Maybe my perspective to the world is somewhat heliocentric, but this discussion is a good example how boneheaded even intelligent people can get. In the Linux mailing list there was a discussion about the integration of Xen into the kernel to ease up the development. After reading the discussion i hope that they won´t integrate it. The best solution Ingo Molnar can think of is ripping paravirtualisation out of Xen and make it a Linux only thing. This would effectively obliterate two advantages of Xen: The plattform independence and its independence from Hardware Support. With Xen it´s feasible to use even older hardware for virtualisation. Removing PVM from Xen would remove this capability. Ingo suggests, that the hard virtualisation stuff should be done in hardware. It´s one of the strange things in IT, that many people believe that hardware virtualisation is superior to paravirtualisation. But this is not the case: HVM was introduced as a hack to run unmodified operating systems in a VM without doing run-time binary translation like VMware. Whenever you have modified drivers for your operating system your for the paravirtualized hardware it´s more efficient, especially when you leave the skewed benchmarks that just do compute-intensive load in a VM. All this hardware virtualisation stuff available now and in future is just done to do virtualisation with unmodified operating systems more efficient, but that shouln´t lead you the conclusion that this will be the most efficient way. Even more disturbing was the comment of Theodore Tso:

What would be lost is dom0 support for other OS's, but really, is that
such a major loss? Linux has far better device driver support than Solaris or FreeBSD, so there is really that much gain in using some other OS for dom0?

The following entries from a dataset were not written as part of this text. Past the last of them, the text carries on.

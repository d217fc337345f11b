//! UI module for the studio TUI

pub mod render;
pub mod theme;
pub mod widgets;

pub use render::{FocusedPanel, Overlay};
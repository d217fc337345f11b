//! Status bar widget

use ratatui::{
    buffer::Buffer,
    layout::Rect,
    text::{Line, Span},
    widgets::{Paragraph, Widget},
};

use crate::app::InputMode;
use crate::ui::theme::StudioTheme;

/// One-line status bar: mode, command buffer or status message, save
/// stamp.
pub struct StatusBarWidget<'a> {
    mode: InputMode,
    command_buffer: &'a str,
    status: Option<&'a str>,
    last_saved: Option<u64>,
    theme: &'a StudioTheme,
}

impl<'a> StatusBarWidget<'a> {
    pub fn new(mode: InputMode, theme: &'a StudioTheme) -> Self {
        Self {
            mode,
            command_buffer: "",
            status: None,
            last_saved: None,
            theme,
        }
    }

    pub fn command_buffer(mut self, buffer: &'a str) -> Self {
        self.command_buffer = buffer;
        self
    }

    pub fn status(mut self, status: Option<&'a str>) -> Self {
        self.status = status;
        self
    }

    pub fn last_saved(mut self, stamp: Option<u64>) -> Self {
        self.last_saved = stamp;
        self
    }

    fn mode_label(&self) -> &'static str {
        match self.mode {
            InputMode::Normal => " NORMAL ",
            InputMode::Insert => " INSERT ",
            InputMode::Command => " COMMAND ",
        }
    }
}

impl Widget for StatusBarWidget<'_> {
    fn render(self, area: Rect, buf: &mut Buffer) {
        let mut spans = vec![Span::styled(self.mode_label(), self.theme.mode_style(self.mode))];

        if self.mode == InputMode::Command {
            spans.push(Span::raw(" "));
            spans.push(Span::raw(self.command_buffer.to_string()));
        } else if let Some(status) = self.status {
            spans.push(Span::raw(" "));
            spans.push(Span::raw(status.to_string()));
        }

        let saved = match self.last_saved {
            Some(stamp) => format!(" saved@{stamp} "),
            None => " unsaved ".to_string(),
        };
        let saved_width = saved.len() as u16;

        Paragraph::new(Line::from(spans)).render(area, buf);

        // Right-aligned save stamp
        if area.width > saved_width {
            let right = Rect {
                x: area.x + area.width - saved_width,
                width: saved_width,
                ..area
            };
            Paragraph::new(Span::styled(saved, self.theme.muted_style())).render(right, buf);
        }
    }
}
//! Draft data model.
//!
//! The manuscript, its metadata, characters, attached images, and the
//! content flags that gate the adult genre options. Everything here is
//! plain serializable state; the store decides how each piece maps onto
//! durable slots.

use rand::Rng;
use serde::{Deserialize, Serialize};
use std::fmt;
use std::time::{SystemTime, UNIX_EPOCH};

/// Title used when the author has not picked one.
pub const DEFAULT_TITLE: &str = "Untitled";

// ============================================================================
// ID Types
// ============================================================================

/// Unique identifier for characters.
///
/// Allocated from the creation timestamp, bumped past the highest
/// existing id so ids stay strictly monotonic even when two characters
/// are created within the same millisecond. Never reused within a draft.
#[derive(Debug, Clone, Copy, PartialEq, Eq, Hash, PartialOrd, Ord, Serialize, Deserialize)]
pub struct CharacterId(pub u64);

impl fmt::Display for CharacterId {
    fn fmt(&self, f: &mut fmt::Formatter<'_>) -> fmt::Result {
        write!(f, "{}", self.0)
    }
}

/// Unique identifier for images.
///
/// Derived from the creation timestamp plus random entropy, so uniqueness
/// is probabilistic. Good enough for locally attached media.
#[derive(Debug, Clone, Copy, PartialEq, Eq, Hash, Serialize, Deserialize)]
pub struct ImageId(pub u64);

impl ImageId {
    pub fn new() -> Self {
        let entropy: u64 = rand::thread_rng().gen_range(0..1000);
        Self(now_millis() * 1000 + entropy)
    }
}

impl Default for ImageId {
    fn default() -> Self {
        Self::new()
    }
}

impl fmt::Display for ImageId {
    fn fmt(&self, f: &mut fmt::Formatter<'_>) -> fmt::Result {
        write!(f, "{}", self.0)
    }
}

pub(crate) fn now_millis() -> u64 {
    SystemTime::now()
        .duration_since(UNIX_EPOCH)
        .unwrap_or_default()
        .as_millis() as u64
}

// ============================================================================
// Characters and Images
// ============================================================================

/// A character in the story bible.
#[derive(Debug, Clone, PartialEq, Serialize, Deserialize)]
pub struct Character {
    pub id: CharacterId,

    /// Display name. Never empty.
    pub name: String,

    /// Free-form biography.
    pub bio: String,
}

/// An attached image record.
#[derive(Debug, Clone, PartialEq, Serialize, Deserialize)]
pub struct ImageRecord {
    pub id: ImageId,

    /// Data URI holding the encoded image bytes.
    pub src: String,

    /// Display name.
    pub name: String,
}

/// Retention policy for attached images.
///
/// The original kept every record forever; a count bound keeps the list
/// from growing without limit. Zero means unbounded.
#[derive(Debug, Clone, Copy, PartialEq, Eq, Serialize, Deserialize)]
pub struct ImageRetention {
    pub max_images: usize,
}

impl Default for ImageRetention {
    fn default() -> Self {
        Self { max_images: 64 }
    }
}

impl ImageRetention {
    /// Evict the oldest records until the list fits the bound.
    pub fn apply(&self, images: &mut Vec<ImageRecord>) {
        if self.max_images == 0 {
            return;
        }
        let excess = images.len().saturating_sub(self.max_images);
        images.drain(..excess);
    }
}

// ============================================================================
// Genre
// ============================================================================

/// Genre options offered by the studio.
#[derive(Debug, Clone, Copy, PartialEq, Eq, Hash, Serialize, Deserialize, Default)]
pub enum Genre {
    #[default]
    Fantasy,
    ScienceFiction,
    Mystery,
    Thriller,
    Romance,
    Horror,
    HistoricalFiction,
    YoungAdult,
    /// Adult-only.
    Erotica,
    /// Adult-only.
    DarkRomance,
}

impl Genre {
    pub fn name(&self) -> &'static str {
        match self {
            Genre::Fantasy => "Fantasy",
            Genre::ScienceFiction => "Science Fiction",
            Genre::Mystery => "Mystery",
            Genre::Thriller => "Thriller",
            Genre::Romance => "Romance",
            Genre::Horror => "Horror",
            Genre::HistoricalFiction => "Historical Fiction",
            Genre::YoungAdult => "Young Adult",
            Genre::Erotica => "Erotica",
            Genre::DarkRomance => "Dark Romance",
        }
    }

    /// Parse a stored genre name. Case-insensitive.
    pub fn from_name(name: &str) -> Option<Self> {
        Self::all()
            .iter()
            .copied()
            .find(|g| g.name().eq_ignore_ascii_case(name.trim()))
    }

    /// Whether this option is gated behind the content flags.
    pub fn is_adult_only(&self) -> bool {
        matches!(self, Genre::Erotica | Genre::DarkRomance)
    }

    pub fn all() -> [Genre; 10] {
        [
            Genre::Fantasy,
            Genre::ScienceFiction,
            Genre::Mystery,
            Genre::Thriller,
            Genre::Romance,
            Genre::Horror,
            Genre::HistoricalFiction,
            Genre::YoungAdult,
            Genre::Erotica,
            Genre::DarkRomance,
        ]
    }

    /// Genres selectable under the given content flags. Adult-only
    /// options require both the age check and the adult-content toggle.
    pub fn selectable(age_verified: bool, adult_content: bool) -> Vec<Genre> {
        Self::all()
            .iter()
            .copied()
            .filter(|g| !g.is_adult_only() || (age_verified && adult_content))
            .collect()
    }
}

impl fmt::Display for Genre {
    fn fmt(&self, f: &mut fmt::Formatter<'_>) -> fmt::Result {
        write!(f, "{}", self.name())
    }
}

// ============================================================================
// Draft
// ============================================================================

/// The complete in-memory drafting state.
#[derive(Debug, Clone, PartialEq, Serialize, Deserialize)]
pub struct Draft {
    pub title: String,
    pub genre: Genre,

    /// The manuscript text.
    pub body: String,

    /// Free-form worldbuilding notes.
    pub world_notes: String,

    pub characters: Vec<Character>,
    pub images: Vec<ImageRecord>,

    /// Shows the adult genre options when set (with age verification).
    pub adult_content: bool,

    /// Set once by the age gate; cleared only by an explicit
    /// "under 18" decline.
    pub age_verified: bool,
}

impl Default for Draft {
    fn default() -> Self {
        Self::new()
    }
}

impl Draft {
    pub fn new() -> Self {
        Self {
            title: DEFAULT_TITLE.to_string(),
            genre: Genre::default(),
            body: String::new(),
            world_notes: String::new(),
            characters: Vec::new(),
            images: Vec::new(),
            adult_content: false,
            age_verified: false,
        }
    }

    /// Add a character to the story bible.
    ///
    /// Returns `None` for a blank name; ids are allocated monotonically
    /// and never reused.
    pub fn add_character(
        &mut self,
        name: impl Into<String>,
        bio: impl Into<String>,
    ) -> Option<CharacterId> {
        let name = name.into();
        if name.trim().is_empty() {
            return None;
        }

        let id = self.next_character_id();
        self.characters.push(Character {
            id,
            name,
            bio: bio.into(),
        });
        Some(id)
    }

    fn next_character_id(&self) -> CharacterId {
        let floor = self
            .characters
            .iter()
            .map(|c| c.id.0 + 1)
            .max()
            .unwrap_or(0);
        CharacterId(now_millis().max(floor))
    }

    /// Remove a character by id. Returns whether anything was removed;
    /// the order of the remaining characters is unchanged.
    pub fn remove_character(&mut self, id: CharacterId) -> bool {
        let before = self.characters.len();
        self.characters.retain(|c| c.id != id);
        self.characters.len() != before
    }

    pub fn character(&self, id: CharacterId) -> Option<&Character> {
        self.characters.iter().find(|c| c.id == id)
    }

    pub fn character_mut(&mut self, id: CharacterId) -> Option<&mut Character> {
        self.characters.iter_mut().find(|c| c.id == id)
    }

    /// Attach an image record, applying the retention bound.
    pub fn attach_image(
        &mut self,
        src: impl Into<String>,
        name: impl Into<String>,
        retention: &ImageRetention,
    ) -> ImageId {
        let id = ImageId::new();
        self.images.push(ImageRecord {
            id,
            src: src.into(),
            name: name.into(),
        });
        retention.apply(&mut self.images);
        id
    }

    /// Genres currently selectable under this draft's content flags.
    pub fn selectable_genres(&self) -> Vec<Genre> {
        Genre::selectable(self.age_verified, self.adult_content)
    }

    /// Record a passed age check.
    pub fn verify_age(&mut self) {
        self.age_verified = true;
    }

    /// Record an explicit "under 18" decline. Also drops the adult
    /// content toggle so the gated options disappear with it.
    pub fn decline_age(&mut self) {
        self.age_verified = false;
        self.adult_content = false;
    }
}

#[cfg(test)]
mod tests {
    use super::*;

    #[test]
    fn test_add_character_rejects_blank_names() {
        let mut draft = Draft::new();
        assert!(draft.add_character("", "bio").is_none());
        assert!(draft.add_character("   ", "bio").is_none());
        assert!(draft.characters.is_empty());
    }

    #[test]
    fn test_character_ids_are_monotonic() {
        let mut draft = Draft::new();
        let a = draft.add_character("Anya", "").unwrap();
        let b = draft.add_character("Brin", "").unwrap();
        let c = draft.add_character("Cole", "").unwrap();

        assert!(a < b);
        assert!(b < c);
    }

    #[test]
    fn test_remove_character_preserves_order() {
        let mut draft = Draft::new();
        let _a = draft.add_character("Anya", "").unwrap();
        let b = draft.add_character("Brin", "").unwrap();
        let _c = draft.add_character("Cole", "").unwrap();

        assert!(draft.remove_character(b));
        let names: Vec<_> = draft.characters.iter().map(|c| c.name.as_str()).collect();
        assert_eq!(names, vec!["Anya", "Cole"]);

        // Removing again is a no-op.
        assert!(!draft.remove_character(b));
        assert_eq!(draft.characters.len(), 2);
    }

    #[test]
    fn test_ids_stay_monotonic_after_removal() {
        let mut draft = Draft::new();
        let _a = draft.add_character("Anya", "").unwrap();
        let b = draft.add_character("Brin", "").unwrap();
        let c = draft.add_character("Cole", "").unwrap();
        draft.remove_character(b);

        let d = draft.add_character("Dara", "").unwrap();
        assert!(d > c);
        assert!(d > b);
    }

    #[test]
    fn test_adult_genres_gated() {
        // Both flags are required for the two adult-only options.
        let open = Genre::selectable(true, true);
        assert!(open.contains(&Genre::Erotica));
        assert!(open.contains(&Genre::DarkRomance));
        assert_eq!(open.len(), Genre::all().len());

        for (age, adult) in [(false, false), (true, false), (false, true)] {
            let gated = Genre::selectable(age, adult);
            assert!(!gated.contains(&Genre::Erotica));
            assert!(!gated.contains(&Genre::DarkRomance));
            assert_eq!(gated.len(), Genre::all().len() - 2);
        }
    }

    #[test]
    fn test_genre_name_round_trip() {
        for genre in Genre::all() {
            assert_eq!(Genre::from_name(genre.name()), Some(genre));
        }
        assert_eq!(Genre::from_name("science fiction"), Some(Genre::ScienceFiction));
        assert_eq!(Genre::from_name("no such genre"), None);
    }

    #[test]
    fn test_decline_age_clears_both_flags() {
        let mut draft = Draft::new();
        draft.verify_age();
        draft.adult_content = true;
        assert!(draft.selectable_genres().contains(&Genre::Erotica));

        draft.decline_age();
        assert!(!draft.age_verified);
        assert!(!draft.adult_content);
        assert!(!draft.selectable_genres().contains(&Genre::Erotica));
    }

    #[test]
    fn test_image_retention_evicts_oldest() {
        let mut draft = Draft::new();
        let retention = ImageRetention { max_images: 3 };

        for i in 0..5 {
            draft.attach_image(format!("data:image/png;base64,{i}"), format!("img-{i}"), &retention);
        }

        assert_eq!(draft.images.len(), 3);
        let names: Vec<_> = draft.images.iter().map(|i| i.name.as_str()).collect();
        assert_eq!(names, vec!["img-2", "img-3", "img-4"]);
    }

    #[test]
    fn test_image_retention_zero_is_unbounded() {
        let mut draft = Draft::new();
        let retention = ImageRetention { max_images: 0 };

        for i in 0..100 {
            draft.attach_image("data:,", format!("img-{i}"), &retention);
        }

        assert_eq!(draft.images.len(), 100);
    }
}
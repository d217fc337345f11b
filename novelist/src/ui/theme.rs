//! Color theme and styling for the studio TUI

use ratatui::style::{Color, Modifier, Style};

/// Studio UI color theme
#[derive(Debug, Clone)]
pub struct StudioTheme {
    // Base colors
    pub foreground: Color,
    pub border: Color,
    pub border_focused: Color,

    // Text colors
    pub manuscript_text: Color,
    pub heading: Color,
    pub muted: Color,

    // Mode indicator colors
    pub normal_mode: Color,
    pub insert_mode: Color,
    pub command_mode: Color,

    // Status colors
    pub warning: Color,
}

impl Default for StudioTheme {
    fn default() -> Self {
        Self {
            foreground: Color::White,
            border: Color::DarkGray,
            border_focused: Color::Cyan,

            manuscript_text: Color::White,
            heading: Color::Yellow,
            muted: Color::DarkGray,

            normal_mode: Color::Cyan,
            insert_mode: Color::Green,
            command_mode: Color::Magenta,

            warning: Color::LightRed,
        }
    }
}

impl StudioTheme {
    /// Style for panel borders, highlighted when focused
    pub fn border_style(&self, focused: bool) -> Style {
        if focused {
            Style::default().fg(self.border_focused)
        } else {
            Style::default().fg(self.border)
        }
    }

    /// Style for panel titles
    pub fn title_style(&self) -> Style {
        Style::default()
            .fg(self.heading)
            .add_modifier(Modifier::BOLD)
    }

    /// Style for secondary text
    pub fn muted_style(&self) -> Style {
        Style::default().fg(self.muted)
    }

    /// Style for the current mode indicator
    pub fn mode_style(&self, mode: crate::app::InputMode) -> Style {
        let color = match mode {
            crate::app::InputMode::Normal => self.normal_mode,
            crate::app::InputMode::Insert => self.insert_mode,
            crate::app::InputMode::Command => self.command_mode,
        };
        Style::default().fg(color).add_modifier(Modifier::BOLD)
    }
}
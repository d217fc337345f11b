//! Durable slot storage.
//!
//! The store maps a fixed set of named slots onto a synchronous
//! string-keyed backend, restores them at startup, and writes them back
//! as they change. Durability is best-effort by policy: a backend that is
//! missing or broken yields defaults on read and swallows writes, with a
//! note on the trace channel rather than a user-visible error.

use serde::{de::DeserializeOwned, Serialize};
use std::collections::HashMap;
use std::io;
use std::path::PathBuf;
use thiserror::Error;

/// Errors from storage backend operations.
#[derive(Debug, Error)]
pub enum StoreError {
    #[error("storage backend unavailable: {0}")]
    Unavailable(String),

    #[error("IO error: {0}")]
    Io(#[from] io::Error),
}

/// The fixed slot set.
///
/// Scalars are stored as raw strings (booleans as `"true"`/`"false"`),
/// list slots as JSON arrays of records.
#[derive(Debug, Clone, Copy, PartialEq, Eq, Hash)]
pub enum Slot {
    /// The manuscript text.
    Draft,
    Title,
    Genre,
    /// JSON array of character records.
    Characters,
    WorldNotes,
    /// JSON array of image records.
    Images,
    AdultContent,
    AgeVerified,
    /// Unix seconds of the last snapshot save.
    LastSaved,
    /// In-app settings copy of the service API key.
    ApiKey,
}

impl Slot {
    pub const ALL: [Slot; 10] = [
        Slot::Draft,
        Slot::Title,
        Slot::Genre,
        Slot::Characters,
        Slot::WorldNotes,
        Slot::Images,
        Slot::AdultContent,
        Slot::AgeVerified,
        Slot::LastSaved,
        Slot::ApiKey,
    ];

    /// The backend key for this slot.
    pub fn key(self) -> &'static str {
        match self {
            Slot::Draft => "draft",
            Slot::Title => "title",
            Slot::Genre => "genre",
            Slot::Characters => "characters",
            Slot::WorldNotes => "world_notes",
            Slot::Images => "images",
            Slot::AdultContent => "adult_content",
            Slot::AgeVerified => "age_verified",
            Slot::LastSaved => "last_saved",
            Slot::ApiKey => "api_key",
        }
    }
}

/// A synchronous string-keyed durable store, local to the device.
///
/// Implementations survive application restarts but are not shared
/// across devices; there is no cross-key transaction.
pub trait StorageBackend: Send {
    fn get(&self, key: &str) -> Result<Option<String>, StoreError>;
    fn put(&mut self, key: &str, value: &str) -> Result<(), StoreError>;
    fn remove(&mut self, key: &str) -> Result<(), StoreError>;
}

/// File-per-slot backend rooted at a directory.
pub struct DirStore {
    root: PathBuf,
}

impl DirStore {
    /// Open (creating if needed) a store rooted at `root`.
    pub fn open(root: impl Into<PathBuf>) -> Result<Self, StoreError> {
        let root = root.into();
        std::fs::create_dir_all(&root)?;
        Ok(Self { root })
    }

    fn slot_path(&self, key: &str) -> PathBuf {
        self.root.join(format!("{key}.slot"))
    }
}

impl StorageBackend for DirStore {
    fn get(&self, key: &str) -> Result<Option<String>, StoreError> {
        match std::fs::read_to_string(self.slot_path(key)) {
            Ok(value) => Ok(Some(value)),
            Err(e) if e.kind() == io::ErrorKind::NotFound => Ok(None),
            Err(e) => Err(e.into()),
        }
    }

    fn put(&mut self, key: &str, value: &str) -> Result<(), StoreError> {
        std::fs::write(self.slot_path(key), value)?;
        Ok(())
    }

    fn remove(&mut self, key: &str) -> Result<(), StoreError> {
        match std::fs::remove_file(self.slot_path(key)) {
            Ok(()) => Ok(()),
            Err(e) if e.kind() == io::ErrorKind::NotFound => Ok(()),
            Err(e) => Err(e.into()),
        }
    }
}

/// Ephemeral in-memory backend. Used when no durable location is
/// available, and by tests.
#[derive(Debug, Default)]
pub struct MemoryStore {
    values: HashMap<String, String>,
}

impl MemoryStore {
    pub fn new() -> Self {
        Self::default()
    }
}

impl StorageBackend for MemoryStore {
    fn get(&self, key: &str) -> Result<Option<String>, StoreError> {
        Ok(self.values.get(key).cloned())
    }

    fn put(&mut self, key: &str, value: &str) -> Result<(), StoreError> {
        self.values.insert(key.to_string(), value.to_string());
        Ok(())
    }

    fn remove(&mut self, key: &str) -> Result<(), StoreError> {
        self.values.remove(key);
        Ok(())
    }
}

/// Typed, best-effort access to the slot set over an arbitrary backend.
pub struct DraftStore {
    backend: Box<dyn StorageBackend>,
}

impl DraftStore {
    pub fn new(backend: impl StorageBackend + 'static) -> Self {
        Self {
            backend: Box::new(backend),
        }
    }

    /// Open a directory-backed store, falling back to an in-memory
    /// backend when the directory cannot be created. The fallback keeps
    /// the application usable with defaults; writes then land nowhere
    /// durable, which is the documented best-effort policy.
    pub fn open_dir(root: impl Into<PathBuf>) -> Self {
        let root = root.into();
        match DirStore::open(&root) {
            Ok(store) => Self::new(store),
            Err(e) => {
                tracing::warn!(root = %root.display(), error = %e, "slot directory unavailable, using in-memory store");
                Self::new(MemoryStore::new())
            }
        }
    }

    /// Strict read of a raw slot value.
    pub fn read_raw(&self, slot: Slot) -> Result<Option<String>, StoreError> {
        self.backend.get(slot.key())
    }

    /// Read a string slot, falling back to `default` when the slot is
    /// absent or the backend errors.
    pub fn read_string(&self, slot: Slot, default: &str) -> String {
        match self.backend.get(slot.key()) {
            Ok(Some(value)) => value,
            Ok(None) => default.to_string(),
            Err(e) => {
                tracing::debug!(slot = slot.key(), error = %e, "slot read failed, using default");
                default.to_string()
            }
        }
    }

    /// Read an optional string slot; absent, empty, and erroring all
    /// collapse to `None`.
    pub fn read_optional_string(&self, slot: Slot) -> Option<String> {
        let value = self.read_string(slot, "");
        if value.is_empty() {
            None
        } else {
            Some(value)
        }
    }

    /// Read a boolean slot encoded as `"true"`/`"false"`. Anything else
    /// is the default `false`.
    pub fn read_bool(&self, slot: Slot) -> bool {
        self.read_string(slot, "false") == "true"
    }

    /// Read a JSON-list slot. A missing, unreadable, or malformed value
    /// restores as the empty list.
    pub fn read_list<T: DeserializeOwned>(&self, slot: Slot) -> Vec<T> {
        let raw = match self.backend.get(slot.key()) {
            Ok(Some(value)) => value,
            Ok(None) => return Vec::new(),
            Err(e) => {
                tracing::debug!(slot = slot.key(), error = %e, "slot read failed, using empty list");
                return Vec::new();
            }
        };

        match serde_json::from_str(&raw) {
            Ok(list) => list,
            Err(e) => {
                tracing::warn!(slot = slot.key(), error = %e, "malformed slot contents, using empty list");
                Vec::new()
            }
        }
    }

    /// Write a string slot. Failures are swallowed.
    pub fn write_string(&mut self, slot: Slot, value: &str) {
        if let Err(e) = self.backend.put(slot.key(), value) {
            tracing::debug!(slot = slot.key(), error = %e, "slot write failed");
        }
    }

    /// Write a boolean slot as `"true"`/`"false"`.
    pub fn write_bool(&mut self, slot: Slot, value: bool) {
        self.write_string(slot, if value { "true" } else { "false" });
    }

    /// Write a JSON-list slot.
    pub fn write_list<T: Serialize>(&mut self, slot: Slot, values: &[T]) {
        match serde_json::to_string(values) {
            Ok(raw) => self.write_string(slot, &raw),
            Err(e) => {
                tracing::debug!(slot = slot.key(), error = %e, "slot serialization failed");
            }
        }
    }

    /// Clear a slot. Failures are swallowed.
    pub fn clear(&mut self, slot: Slot) {
        if let Err(e) = self.backend.remove(slot.key()) {
            tracing::debug!(slot = slot.key(), error = %e, "slot remove failed");
        }
    }
}

#[cfg(test)]
mod tests {
    use super::*;
    use crate::draft::{Character, CharacterId};
    use crate::testing::FailingStore;
    use tempfile::TempDir;

    #[test]
    fn test_string_slot_round_trip() {
        let mut store = DraftStore::new(MemoryStore::new());

        store.write_string(Slot::Draft, "Chapter one.\n\nIt began at sea.");
        assert_eq!(
            store.read_string(Slot::Draft, ""),
            "Chapter one.\n\nIt began at sea."
        );

        // The empty string is a valid stored value, distinct from absent.
        store.write_string(Slot::Draft, "");
        assert_eq!(store.read_string(Slot::Draft, "fallback"), "");
    }

    #[test]
    fn test_bool_slot_encoding() {
        let mut store = DraftStore::new(MemoryStore::new());

        assert!(!store.read_bool(Slot::AdultContent));
        store.write_bool(Slot::AdultContent, true);
        assert_eq!(store.read_raw(Slot::AdultContent).unwrap().unwrap(), "true");
        assert!(store.read_bool(Slot::AdultContent));
    }

    #[test]
    fn test_list_slot_round_trip() {
        let mut store = DraftStore::new(MemoryStore::new());
        let characters = vec![
            Character {
                id: CharacterId(1),
                name: "Anya".to_string(),
                bio: "Cartographer".to_string(),
            },
            Character {
                id: CharacterId(2),
                name: "Brin".to_string(),
                bio: String::new(),
            },
        ];

        store.write_list(Slot::Characters, &characters);
        let restored: Vec<Character> = store.read_list(Slot::Characters);
        assert_eq!(restored, characters);
    }

    #[test]
    fn test_malformed_list_restores_empty() {
        let mut store = DraftStore::new(MemoryStore::new());
        store.write_string(Slot::Characters, "not json at all {");

        let restored: Vec<Character> = store.read_list(Slot::Characters);
        assert!(restored.is_empty());
    }

    #[test]
    fn test_failing_backend_yields_defaults() {
        let mut store = DraftStore::new(FailingStore);

        assert_eq!(store.read_string(Slot::Title, "Untitled"), "Untitled");
        assert!(!store.read_bool(Slot::AgeVerified));
        let characters: Vec<Character> = store.read_list(Slot::Characters);
        assert!(characters.is_empty());

        // Writes are swallowed rather than surfaced.
        store.write_string(Slot::Title, "ignored");
        store.write_bool(Slot::AdultContent, true);
        store.clear(Slot::Draft);
    }

    #[test]
    fn test_dir_store_persists_across_instances() {
        let dir = TempDir::new().expect("Failed to create temp dir");

        {
            let mut store = DraftStore::open_dir(dir.path());
            store.write_string(Slot::Title, "The Hollow Season");
            store.write_bool(Slot::AgeVerified, true);
        }

        let store = DraftStore::open_dir(dir.path());
        assert_eq!(store.read_string(Slot::Title, ""), "The Hollow Season");
        assert!(store.read_bool(Slot::AgeVerified));
    }

    #[test]
    fn test_dir_store_missing_slot_is_none() {
        let dir = TempDir::new().expect("Failed to create temp dir");
        let store = DirStore::open(dir.path()).unwrap();
        assert_eq!(store.get("draft").unwrap(), None);
    }

    #[test]
    fn test_clear_slot() {
        let mut store = DraftStore::new(MemoryStore::new());
        store.write_string(Slot::ApiKey, "sk-local");
        assert_eq!(store.read_optional_string(Slot::ApiKey).as_deref(), Some("sk-local"));

        store.clear(Slot::ApiKey);
        assert_eq!(store.read_optional_string(Slot::ApiKey), None);
    }
}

Theodore may deserve a large heap of kudos for his work on filesystem, but his comment is really a little bit disconnected from Enterprise IT. The driver thing is a non-issue in server space. At the end all servers consists out of pretty much the same components. You find some Intel networking chips or the chipset-stuff from Nvidia. Decent harddisk controllers are from LSI or Adaptec. No sound cards, no scanners, no tv-cards. So there is not advantage in having more drivers for strange or old hardware in virtualisation. But there are other things you should have: A fault management architecture, a fault anticipation architecture, thus a dying DIMM can´t take the whole server with it … perhaps with running dozens of VM. Or a decent way to sparse-provision your virtual disks to reduce disk consumption. Both is missing in Linux and and both things are really important to do virtualisation besides of one or two VMs. Some people really should elevate their thinking about their desktops under their desks. But at the end it´s just amusing: The media and the major proponents tell us at a regular schedule that the Linux developers are the brightest, biggest, most beautiful, most innovative community. But this community dances around the cow of Xen for years now and the integration hasn´t really done any significant step forward so far. In that time the communties around NetBSD and OpenSolaris integrated the stuff in their operating environments. So it can´t be really unintegrateable code or other technical problems as the processes and guidelines for coding are much more stringent in OpenSolaris. Perhaps it´s just NIH, as they have already an own virtualisation layer with KVM. But at the end i won´t really complain about it: When Linux cripples their Xen implementation there are other operating systems that fill that gap. And one of them is Opensolaris.